Halls, the film’s safety coordinator, stated that he performed a safety check with the revolver before the incident. After the gun “went off,” Halls was one of the first crew members to reach Hutchins after she fell to the ground.
“She said, ‘I can’t feel my legs,’” he tearfully recalled on Thursday.
Alec Baldwin Gets Trial Date in ‘Rust’ Shooting Case After 2nd Indictment
In March 2023, Halls was charged with negligent use of a deadly weapon and sentenced to six months of unsurprised probation in a plea deal.
“I was negligent in checking the gun properly,” he admitted in his testimony of accepting a plea deal, adding that he conducted an “improper check” ahead of the incident.

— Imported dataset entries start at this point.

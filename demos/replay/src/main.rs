//! Replay a switch recording against a machine configuration
//!
//! The machine runs in virtual time, so the printed trace only depends on the
//! configuration, the recording and the `--follow` rules.
//!
//! ```text
//! plunger-replay --config demos/replay/config.ron --recording demos/replay/sample.rec \
//!     --follow lFlipper=lFlipperBtn --follow rFlipper=rFlipperBtn --format text
//! ```

use anyhow::{bail, Context, Result};
use clap::Parser;
use plunger_core::{
    Machine, MachineConfig, NodeSpec, OutputBindings, OutputKey, Runtime, ScriptedTransport,
    SwitchId, Value,
};
use plunger_journal::{ExportFormat, OutputTrace, Recording, Replayer, TraceExporter, UnknownSwitch};
use std::io::{self, Write};
use std::path::PathBuf;
use tracing::{debug, info};
use tracing_subscriber::EnvFilter;

#[derive(Parser, Debug)]
#[command(name = "plunger-replay", version, about = "Replay a switch recording and print the resolved output trace")]
struct Args {
    /// Machine configuration (RON)
    #[arg(short, long)]
    config: PathBuf,

    /// Switch recording (`<ms> <switch> <0|1>` per line)
    #[arg(short, long)]
    recording: PathBuf,

    /// Output follows a switch while the game node is running: `output=switch`
    #[arg(long = "follow", value_name = "OUTPUT=SWITCH")]
    follow: Vec<String>,

    /// Export format: ron, json, csv or text
    #[arg(short, long, default_value = "text")]
    format: String,

    /// Keep running this long after the last transition (ms)
    #[arg(long, default_value_t = 1000)]
    tail: u64,

    /// Skip transitions for switches the configuration does not declare
    #[arg(long)]
    skip_unknown: bool,

    /// Also list every device call after the trace
    #[arg(long)]
    calls: bool,
}

fn main() -> Result<()> {
    init_tracing();
    let args = Args::parse();

    let config = MachineConfig::load(&args.config)
        .with_context(|| format!("loading config {}", args.config.display()))?;
    let recording = Recording::load(&args.recording)
        .with_context(|| format!("loading recording {}", args.recording.display()))?;
    let format: ExportFormat = args.format.parse()?;
    let rules = parse_follow_rules(&args.follow)?;
    info!(
        switches = config.switches.len(),
        actuators = config.actuators.len(),
        transitions = recording.len(),
        "replay starting"
    );

    let transport = ScriptedTransport::new();
    let mut runtime = Runtime::virtual_time(config, transport.clone());
    runtime.with(|m| install_game(m, &rules));

    let trace = OutputTrace::attach(&mut runtime);
    let policy = if args.skip_unknown {
        UnknownSwitch::Skip
    } else {
        UnknownSwitch::Fail
    };
    let summary = Replayer::new(&recording)
        .on_unknown_switch(policy)
        .with_tail(args.tail)
        .run(&mut runtime)?;
    let trace = trace.finish(&mut runtime);
    runtime.shutdown();

    let stdout = io::stdout();
    let mut out = stdout.lock();
    TraceExporter::new(&trace)
        .with_recording(&recording)
        .export_to(&mut out, format)?;
    if args.calls {
        writeln!(out)?;
        for call in transport.calls() {
            writeln!(out, "{:>8} {} {:?}", call.at, call.key, call.command)?;
        }
    }

    info!(
        applied = summary.applied,
        skipped = summary.skipped,
        changes = trace.len(),
        end = summary.end_time,
        "replay done"
    );
    Ok(())
}

fn init_tracing() {
    tracing_subscriber::fmt()
        .with_env_filter(EnvFilter::try_from_default_env().unwrap_or_else(|_| EnvFilter::new("info")))
        .with_writer(io::stderr)
        .init();
}

fn parse_follow_rules(raw: &[String]) -> Result<Vec<(OutputKey, SwitchId)>> {
    raw.iter()
        .map(|rule| match rule.split_once('=') {
            Some((output, switch)) if !output.is_empty() && !switch.is_empty() => {
                Ok((OutputKey::new(output), SwitchId::new(switch)))
            }
            _ => bail!("bad follow rule `{}`, expected OUTPUT=SWITCH", rule),
        })
        .collect()
}

/// One "game" node under the root; every rule binds an output to a switch state
fn install_game(m: &mut Machine, rules: &[(OutputKey, SwitchId)]) {
    let root = m.root();
    let game = m.create_node(NodeSpec::named("game").exclusive(1));
    let bindings = rules.iter().fold(OutputBindings::new(), |bindings, (output, switch)| {
        debug!(%output, %switch, "follow rule");
        let switch = switch.clone();
        bindings.computed(output.clone(), move |s| Ok(Some(Value::Bool(s.closed(&switch)))))
    });
    m.bind_outputs(game, bindings);
    m.attach(root, game, 0);
}
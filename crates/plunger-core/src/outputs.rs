//! Output resolution
//!
//! A node binds output keys to functions. The resolved value of a key over a
//! subtree folds every declaring node's binding in (priority, discovery) order:
//! each binding sees the last defined value produced below it and may return
//! `None` to pass that value through untouched.
//!
//! Priority is a node's exclusive priority, or the nearest ancestor's, or 0.
//! Discovery is pre-order: a parent precedes its children, structural children
//! precede temporary ones.

use crate::event::{Event, EventKind};
use crate::machine::Machine;
use crate::time::Time;
use crate::{FieldRef, NodeId, ObjectId, OutputKey, Result, SwitchId, Value};
use indexmap::{IndexMap, IndexSet};
use std::collections::HashMap;
use std::rc::Rc;
use tracing::{debug, error, trace};

/// Binding that ignores the lower layers
pub type ComputeFn = Rc<dyn Fn(&Scope<'_>) -> Result<Option<Value>>>;

/// Binding that builds on the value produced by lower layers
pub type LayerFn = Rc<dyn Fn(&Scope<'_>, Option<&Value>) -> Result<Option<Value>>>;

/// A node's contribution to one output key
#[derive(Clone)]
pub enum Binding {
    /// Fixed contribution; `None` never has an opinion
    Constant(Option<Value>),
    Computed(ComputeFn),
    Layered(LayerFn),
}

impl Binding {
    pub fn constant(value: impl Into<Value>) -> Self {
        Binding::Constant(Some(value.into()))
    }

    pub fn no_opinion() -> Self {
        Binding::Constant(None)
    }

    pub fn computed(f: impl Fn(&Scope<'_>) -> Result<Option<Value>> + 'static) -> Self {
        Binding::Computed(Rc::new(f))
    }

    pub fn layered(f: impl Fn(&Scope<'_>, Option<&Value>) -> Result<Option<Value>> + 'static) -> Self {
        Binding::Layered(Rc::new(f))
    }

    /// Layered bindings are re-evaluated whenever a lower layer may have moved
    pub fn reads_previous(&self) -> bool {
        matches!(self, Binding::Layered(_))
    }
}

impl std::fmt::Debug for Binding {
    fn fmt(&self, f: &mut std::fmt::Formatter<'_>) -> std::fmt::Result {
        match self {
            Binding::Constant(v) => write!(f, "Constant({:?})", v),
            Binding::Computed(_) => write!(f, "Computed"),
            Binding::Layered(_) => write!(f, "Layered"),
        }
    }
}

/// Builder for a node's output binding set
#[derive(Debug, Clone, Default)]
pub struct OutputBindings {
    bindings: IndexMap<OutputKey, Binding>,
}

impl OutputBindings {
    pub fn new() -> Self {
        Self::default()
    }

    pub fn bind(mut self, key: impl Into<OutputKey>, binding: Binding) -> Self {
        self.bindings.insert(key.into(), binding);
        self
    }

    pub fn constant(self, key: impl Into<OutputKey>, value: impl Into<Value>) -> Self {
        self.bind(key, Binding::constant(value))
    }

    pub fn computed(
        self,
        key: impl Into<OutputKey>,
        f: impl Fn(&Scope<'_>) -> Result<Option<Value>> + 'static,
    ) -> Self {
        self.bind(key, Binding::computed(f))
    }

    pub fn layered(
        self,
        key: impl Into<OutputKey>,
        f: impl Fn(&Scope<'_>, Option<&Value>) -> Result<Option<Value>> + 'static,
    ) -> Self {
        self.bind(key, Binding::layered(f))
    }

    pub fn len(&self) -> usize {
        self.bindings.len()
    }

    pub fn is_empty(&self) -> bool {
        self.bindings.is_empty()
    }
}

Halls also detailed his decision to take the witness stand during Rust armorer Hannah Gutierrez’s ongoing involuntary manslaughter trial. (Gutierrez has continued to maintain that she’s not guilty of the charges.)
“[So] Halyna’s husband and son, her family, know the truth of what happened,” Halls said. “It’s important that the cast and the crew, producers of Rust know what happened. And it’s important that the industry, the motion picture and television industry, knows what happened so that this never happens again.”
Rust, a western film starring Baldwin, was in the middle of production in October 2021 when Baldwin, 65, was holding a prop gun that went off and injured director Souza and director of photography Hutchins. They were both taken to the hospital for treatment, where Hutchins was pronounced dead at the age of 42. Souza, 50, ultimately recovered.
“There are no words to convey my shock and sadness regarding the tragic accident that took the life of Halyna Hutchins, a wife, mother and deeply admired colleague of ours,” Baldwin wrote in an X statement one day later. “I’m fully cooperating with the police investigation to address how this tragedy occurred and I am in touch with her husband, offering my support to him and his family. My heart is broken for her husband, their son, and all who knew and loved Halyna.”
Several months later, Baldwin claimed in an ABC News interview that he didn’t “pull the trigger” or know that the gun was loaded.
“I would never point a gun at anyone and pull the trigger at them. Never. I have no idea [how a bullet got in there],” the actor said in December 2021. “Someone put a live bullet in a gun. A bullet that wasn’t even supposed to be on the property.”
Us Weekly confirmed in January that Baldwin was indicted for involuntary manslaughter and that he demanded a “speedy trial” to “minimize public vilification and suspicion.” The proceedings have not yet commenced.